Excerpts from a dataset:
//! IR statements
//!
//! Every statement is a directed edge `src -> dst` of one kind:
//! - ADDR:    dst = &src             (src is an object)
//! - COPY:    dst = src
//! - LOAD:    dst = *src
//! - STORE:   *dst = src             (labelled by the store instruction)
//! - GEP:     dst = &src->f          (normal: constant offset, variant: unknown offset)
//! - CALL/RET, FORK/JOIN: parameter and return transfer (labelled by call site)
//! - PHI/CMP/BINARY/UNARY/BRANCH: non-address value flow

use super::location_set::LocationSet;
use crate::shared::models::{CallSiteId, IcfgNodeId, InstId, NodeId, StmtId};
use rustc_hash::FxHashMap;
use serde::{Deserialize, Serialize};
use std::fmt;

/// Statement kinds
#[derive(Debug, Clone, Copy, PartialEq, Eq, PartialOrd, Ord, Hash, Serialize, Deserialize)]
pub enum StmtKind {
    Addr,
    Copy,
    Store,
    Load,
    Call,
    Ret,
    NormalGep,
    VariantGep,
    ThreadFork,
    ThreadJoin,
    Cmp,
    BinaryOp,
    UnaryOp,
    Phi,
    Branch,
}

impl StmtKind {
    /// Every kind, in index order
    pub const ALL: [StmtKind; 15] = [
        StmtKind::Addr,
        StmtKind::Copy,
        StmtKind::Store,
        StmtKind::Load,
        StmtKind::Call,
        StmtKind::Ret,
        StmtKind::NormalGep,
        StmtKind::VariantGep,
        StmtKind::ThreadFork,
        StmtKind::ThreadJoin,
        StmtKind::Cmp,
        StmtKind::BinaryOp,
        StmtKind::UnaryOp,
        StmtKind::Phi,
        StmtKind::Branch,
    ];

    pub fn as_str(&self) -> &'static str {
        match self {
            StmtKind::Addr => "ADDR",
            StmtKind::Copy => "COPY",
            StmtKind::Store => "STORE",
            StmtKind::Load => "LOAD",
            StmtKind::Call => "CALL",
            StmtKind::Ret => "RET",
            StmtKind::NormalGep => "NORMAL_GEP",
            StmtKind::VariantGep => "VARIANT_GEP",
            StmtKind::ThreadFork => "THREAD_FORK",
            StmtKind::ThreadJoin => "THREAD_JOIN",
            StmtKind::Cmp => "CMP",
            StmtKind::BinaryOp => "BINARY_OP",
            StmtKind::UnaryOp => "UNARY_OP",
            StmtKind::Phi => "PHI",
            StmtKind::Branch => "BRANCH",
        }
    }

    /// Pointer-arithmetic statement
    #[inline]
    pub fn is_gep(&self) -> bool {
        matches!(self, StmtKind::NormalGep | StmtKind::VariantGep)
    }

    /// Deduplicated on (src, dst, label) rather than (src, dst)
    #[inline]
    pub fn is_labeled(&self) -> bool {
        matches!(
            self,
            StmtKind::Store
                | StmtKind::Call
                | StmtKind::Ret
                | StmtKind::ThreadFork
                | StmtKind::ThreadJoin
                | StmtKind::Cmp
                | StmtKind::BinaryOp
        )
    }
}

impl fmt::Display for StmtKind {
    fn fmt(&self, f: &mut fmt::Formatter<'_>) -> fmt::Result {
        f.write_str(self.as_str())
    }
}

/// Extra key that keeps two statements of one kind on the same node pair apart
#[derive(Debug, Clone, Copy, PartialEq, Eq, Hash, Serialize, Deserialize)]
pub enum EdgeLabel {
    /// Originating instruction (stores)
    Inst(InstId),
    /// Call site (call/return/fork/join transfer)
    CallSite(CallSiteId),
    /// Second operand (compare and binary statements)
    Operand(NodeId),
}

/// Kind-specific payload
#[derive(Debug, Clone, PartialEq, Eq, Serialize, Deserialize)]
pub enum StmtData {
    Addr,
    Copy,
    Load,
    Store { inst: InstId },
    Call { call_site: CallSiteId },
    Ret { call_site: CallSiteId },
    ThreadFork { call_site: CallSiteId },
    ThreadJoin { call_site: CallSiteId },
    NormalGep { ls: LocationSet },
    VariantGep,
    Cmp { operands: [NodeId; 2], predicate: u32 },
    BinaryOp { operands: [NodeId; 2], opcode: u32 },
    UnaryOp { opcode: u32 },
    /// Operands in the order they were added
    Phi { operands: Vec<NodeId> },
    Branch { successors: Vec<IcfgNodeId> },
}

impl StmtData {
    pub fn kind(&self) -> StmtKind {
        match self {
            StmtData::Addr => StmtKind::Addr,
            StmtData::Copy => StmtKind::Copy,
            StmtData::Load => StmtKind::Load,
            StmtData::Store { .. } => StmtKind::Store,
            StmtData::Call { .. } => StmtKind::Call,
            StmtData::Ret { .. } => StmtKind::Ret,
            StmtData::ThreadFork { .. } => StmtKind::ThreadFork,
            StmtData::ThreadJoin { .. } => StmtKind::ThreadJoin,
            StmtData::NormalGep { .. } => StmtKind::NormalGep,
            StmtData::VariantGep => StmtKind::VariantGep,
            StmtData::Cmp { .. } => StmtKind::Cmp,
            StmtData::BinaryOp { .. } => StmtKind::BinaryOp,
            StmtData::UnaryOp { .. } => StmtKind::UnaryOp,
            StmtData::Phi { .. } => StmtKind::Phi,
            StmtData::Branch { .. } => StmtKind::Branch,
        }
    }

    /// Dedup label derived from the payload
    pub fn label(&self) -> Option<EdgeLabel> {
        match *self {
            StmtData::Store { inst } => Some(EdgeLabel::Inst(inst)),
            StmtData::Call { call_site }
            | StmtData::Ret { call_site }
            | StmtData::ThreadFork { call_site }
            | StmtData::ThreadJoin { call_site } => Some(EdgeLabel::CallSite(call_site)),
            StmtData::Cmp { operands, .. } | StmtData::BinaryOp { operands, .. } => {
                Some(EdgeLabel::Operand(operands[1]))
            }
            _ => None,
        }
    }
}

/// A statement edge
#[derive(Debug, Clone, PartialEq, Eq, Serialize, Deserialize)]
pub struct SvfStmt {
    pub id: StmtId,
    pub src: NodeId,
    pub dst: NodeId,
    pub data: StmtData,
}

impl SvfStmt {
    #[inline]
    pub fn new(id: StmtId, src: NodeId, dst: NodeId, data: StmtData) -> Self {
        Self { id, src, dst, data }
    }

    #[inline]
    pub fn kind(&self) -> StmtKind {
        self.data.kind()
    }

    #[inline]
    pub fn label(&self) -> Option<EdgeLabel> {
        self.data.label()
    }

    /// Offset of a normal gep statement
    #[inline]
    pub fn location_set(&self) -> Option<LocationSet> {
        match self.data {
            StmtData::NormalGep { ls } => Some(ls),
            _ => None,
        }
    }

    /// Phi operands in insertion order
    pub fn phi_operands(&self) -> Option<&[NodeId]> {
        match self.data {
            StmtData::Phi { ref operands } => Some(operands.as_slice()),
            _ => None,
        }
    }

    pub fn call_site(&self) -> Option<CallSiteId> {
        match self.data {
            StmtData::Call { call_site }
            | StmtData::Ret { call_site }
            | StmtData::ThreadFork { call_site }
            | StmtData::ThreadJoin { call_site } => Some(call_site),
            _ => None,
        }
    }
}

impl fmt::Display for SvfStmt {
    fn fmt(&self, f: &mut fmt::Formatter<'_>) -> fmt::Result {
        match self.data {
            StmtData::NormalGep { ls } => {
                write!(f, "{} -- {} {} --> {}", self.src, self.kind(), ls, self.dst)
            }
            _ => write!(f, "{} -- {} --> {}", self.src, self.kind(), self.dst),
        }
    }
}

/// Kind-indexed statement lists, in creation order
#[derive(Debug, Default, Clone)]
pub struct StmtIndex {
    by_kind: FxHashMap<StmtKind, Vec<StmtId>>,
    total: usize,
}

impl StmtIndex {
    pub fn new() -> Self {
        Self::default()
    }

    /// Register a newly created statement
    pub fn add(&mut self, kind: StmtKind, id: StmtId) {
        self.by_kind.entry(kind).or_default().push(id);
        self.total += 1;
    }

    /// All statements of a kind
    #[inline]
    pub fn of_kind(&self, kind: StmtKind) -> &[StmtId] {
        self.by_kind.get(&kind).map(Vec::as_slice).unwrap_or(&[])
    }

    #[inline]
    pub fn count(&self, kind: StmtKind) -> usize {
        self.of_kind(kind).len()
    }

    #[inline]
    pub fn len(&self) -> usize {
        self.total
    }

    #[inline]
    pub fn is_empty(&self) -> bool {
        self.total == 0
    }
}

Task to carry out => The lines holding the word "Every" are the answer. Pull them out of the records and copy them.

Task output =>
//! Every statement is a directed edge `src -> dst` of one kind:
    /// Every kind, in index order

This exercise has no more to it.